= Fourt–Woodlock equation =

Market-research tool describing the total volume of consumer product purchases per year

The Fourt–Woodlock equation (sometimes misspelled Fort-Woodlock equation) is a market research tool to describe the total volume of consumer product purchases per year based on households which initially make trial purchases of the product and those households which make a repeat purchase within the first year. Since it includes the effects of initial trial and repeat rates, the equation is useful in new product development.

The Fourt–Woodlock equation itself is

$V = (HH \cdot TR \cdot TU) + (HH\cdot TR\cdot MR \cdot RR \cdot RU)$

The left-hand-side of the equation is the volume of purchases per unit time (usually taken to be one year). On the right-hand-side, the first parentheses describes trial volume, and the second describes repeat volume.

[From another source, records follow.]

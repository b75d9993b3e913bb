//! # Symbolic Integration Module
//!
//! Rule based indefinite integration of [`Expr`] trees, plus definite integration through the
//! fundamental theorem of calculus.
//!
//! Covered closed forms: polynomials in any written form, constants, sums and differences,
//! constant multiples, division by constants, power rule (any constant exponent, linear bases,
//! also as `c/(ax+b)^n`), `c^u`, `exp`/`sin`/`cos`/`tan`/
//! `log`/`sqrt`/`abs` of linear arguments, `x^n * e^u`, `x^n * ln x`, `f'/f -> ln|f|`.
//! Anything else is reported as [`IntegrationError::NoClosedForm`]; nothing is ever silently
//! returned unintegrated.
use crate::numerical::sampler::{find_pole, sample};
use crate::symbolic::symbolic_engine::Expr;
use crate::symbolic::symbolic_lambdify::Evaluator;
use crate::symbolic::symbolic_simplify::{MAX_POLYNOMIAL_DEGREE, split_coefficient};
use std::fmt;

/// grid used to look for points where a definite integrand is undefined
const DIVERGENCE_SAMPLE_POINTS: usize = 2001;

#[derive(Debug, Clone, PartialEq)]
pub enum IntegrationError {
    /// no elementary antiderivative is known for the named sub-expression
    NoClosedForm(String),
    /// the integrand is undefined somewhere on [lower, upper], or the antiderivative blows up at a bound
    Divergent { lower: f64, upper: f64 },
    InvalidBounds { lower: f64, upper: f64 },
}

impl fmt::Display for IntegrationError {
    fn fmt(&self, f: &mut fmt::Formatter<'_>) -> fmt::Result {
        match self {
            IntegrationError::NoClosedForm(expr) => {
                write!(f, "No closed-form antiderivative found for {}", expr)
            }
            IntegrationError::Divergent { lower, upper } => write!(
                f,
                "The integral diverges or is undefined on [{}, {}]",
                lower, upper
            ),
            IntegrationError::InvalidBounds { lower, upper } => {
                write!(f, "Invalid integration bounds [{}, {}]", lower, upper)
            }
        }
    }
}

impl std::error::Error for IntegrationError {}

/// Result of `integrate`: an antiderivative (additive constant omitted) or a number.
#[derive(Debug, Clone, PartialEq)]
pub enum Integral {
    Indefinite(Expr),
    Definite(f64),
}

fn no_closed_form(expr: &Expr) -> IntegrationError {
    IntegrationError::NoClosedForm(expr.to_string())
}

HH is the total number of households in the geographic area of projection, and TR ("trial rate") is the percentage of those households which will purchase the product for the first time in a given time period. TU ("trial units") is the number of units purchased on this first purchase occasion. MR is "measured repeat," or the percentage of those who tried the product who will purchase it at least one more time within the first year of the product's launch. RR is the repeats per repeater: the number of repeat purchases within that same year. RU is the number of repeat units purchased on each repeat event.

The applied science of product forecasting is used to estimate each term on the right-hand-side of this equation. Estimating the trial rate is complex and typically requires sophisticated models to predict, while the number of households is usually well known (except in some unusually complicated markets such as China).